Wednesday, August 12, 2015

J.J. Johnson's "Lament"

© -  Steven A. Cerra, copyright protected; all rights reserved.


I found everything about the Columbia LP Miles Ahead or Miles Davis + 19 Davis fascinating as Gil Evans’ arrangements opened up a whole new world of sonorities for me.

Sometimes referred to as the Fourth Element or Atom after melody, harmony and rhythm, sonorities or textures refer to the way the music collectively sounds to the ear.

“Texture” is the word that is used to refer to the actual sound of the music. This encompasses the instruments with which it is played; its tonal colors; its dynamics; its sparseness or its complexity.

Texture involves anything to do with the sound experience and it is the word that is used to describe the overall impression that a piece of music creates in our emotional imagination.

Often our first and most lasting impression of a composition is usually based on that work’s texture, even though we are not aware of it. Generally, we receive strong musical impressions from the physical sound of any music and these then determine our emotional reaction to the work.

On Miles Ahead, Lament by J.J. Johnson really grabbed my attention because I’d never heard it before.

Trombonist J.J. Johnson’s Lament really sounded as the word implied - sad but in a beautiful sort of way.

I think that what makes the texture or sonority of J.J.’s Lament so interesting is that its melody centers around half notes and whole notes; sustained notes that bring out the lush, deep, melancholy tones of trombone. [One of the few instruments on which Jazz is played in bass clef.].

Ted Gioia offers more insights into both J.J. Johnson’s significance and Lament in these excerpts from his masterful The Jazz Standards: A Guide to the Repertoire:

“No one did more to legitimize the trombone as a modern jazz instrument than J. J. Johnson. Not every horn survived the transition from swing to bop during the middle years of the twentieth century — the clarinet, for example, has never come close to recapturing the leading role it played in many jazz bands during the late 19308 and early 19405. Over the years, other instruments — the C-melody saxophone, the banjo, the cornet — have also struggled to retain their place in the jazz world. The trombone might easily have become another casualty, relegated to Dixieland ensembles or big band horn sections, had Johnson not shown at a decisive juncture that the big 'bone could adapt to the fleet and flashy stylings of the new idiom.

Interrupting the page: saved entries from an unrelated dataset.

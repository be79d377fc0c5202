// ── Notification text ──
//
// Telegram messages are sent with `parse_mode = HTML`, so anything
// interpolated into them is escaped. ntfy gets plain text.

use std::fmt::Write as _;

use crate::config::NotificationService;
use crate::model::{ClientRecord, KnownDevice};

/// Describe a connected client.
pub fn device_seen(record: &ClientRecord, channel: NotificationService) -> String {
    let mut out = header(channel, "Device seen on network:");
    let fields = [
        ("Device Name", record.display_name()),
        ("IP Address", record.ip()),
        ("Hostname", record.host_name()),
        ("MAC Address", record.id.as_str()),
        ("Connection Type", record.connection_label()),
        ("Network", record.network()),
    ];
    for (label, value) in fields {
        let _ = write!(out, "\n{label}: {}", escape(channel, value));
    }
    out
}

/// Announce a device deleted from the store after its grace period.
pub fn device_removed(device: &KnownDevice, channel: NotificationService) -> String {
    let mut out = header(channel, "Device removed from known devices:");
    let _ = write!(
        out,
        "\nDevice Name: {}\nHostname: {}\nID: {}",
        escape(channel, &device.display_name),
        escape(channel, &device.host_name),
        escape(channel, &device.id),
    );
    out
}

/// Report an operational error.
pub fn watcher_error(context: &str, detail: &str, channel: NotificationService) -> String {
    let mut out = header(channel, "unifly-watch error:");
    let _ = write!(
        out,
        "\n{}\n{}",
        escape(channel, context),
        escape(channel, detail)
    );
    out
}

fn header(channel: NotificationService, text: &str) -> String {
    match channel {
        NotificationService::Telegram => format!("<b>{text}</b>"),
        NotificationService::Ntfy => text.to_owned(),
    }
}

fn escape(channel: NotificationService, value: &str) -> String {
    match channel {
        NotificationService::Telegram => value
            .replace('&', "&amp;")
            .replace('<', "&lt;")
            .replace('>', "&gt;"),
        NotificationService::Ntfy => value.to_owned(),
    }
}
// Legacy API client modules
//
// Hand-written client for the UniFi controller's legacy (non-OpenAPI)
// endpoints, wrapped in the `{ meta: { rc, msg }, data: [...] }` envelope.

pub mod auth;
pub mod client;
pub mod clients;
pub mod models;

pub use client::LegacyClient;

Yet as early as his high school years, Johnson also focused on writing and arranging.  … Johnson's best-known composition today is a 32-bar ballad named "Lament."

Johnson's debut recording from 1954 testifies to the emotional pungency of the piece, and despite this trombonist's reputation for virtuosity, his approach here is understated with no wasted gestures or showy theatrics. Even so, it took another horn player to establish "Lament" as a jazz standard. Three years later, Miles Davis featured "Lament" on his high-profile collaboration with Gil Evans, Miks Ahead, a project that even today remains one of the biggest-selling jazz albums in the Columbia archive (now owned by Sony). Davis and Evans returned to the song for their 1961 Carnegie Hall concert, also released on LP by the Columbia label.

Most later versions emulate Davis's treatment, offering up "Lament" as a slow, wistful ballad. Few have tried to update or reconfigure this song—a wise choice, since this composition needs to be underplayed for best effect. I consider it more a test of a performer's emotional commitment rather than a vehicle for ingenuity or pyrotechnics.”

The following video features J.J.’s Lament as performed by drummer Dick Berk’s Jazz Adoption Agency which in addition to Dick on drums, Tad Weed on piano [Tad also wrote the arrangement] and Ken Filiano on bass fittingly features two trombonists: Andy Martin on slide trombone and Mike Fahn on valve trombone. The video’s imagery is by Kura Shomali who refers to himself as an “Artiste Plasticien” and who lives in Kinshasa, République démocratique du Congo.

“Artiste Plasticien” can be loosely translated as “visual artist” one who emphasizes the abstract properties of painting especially colors, lines, and contrast.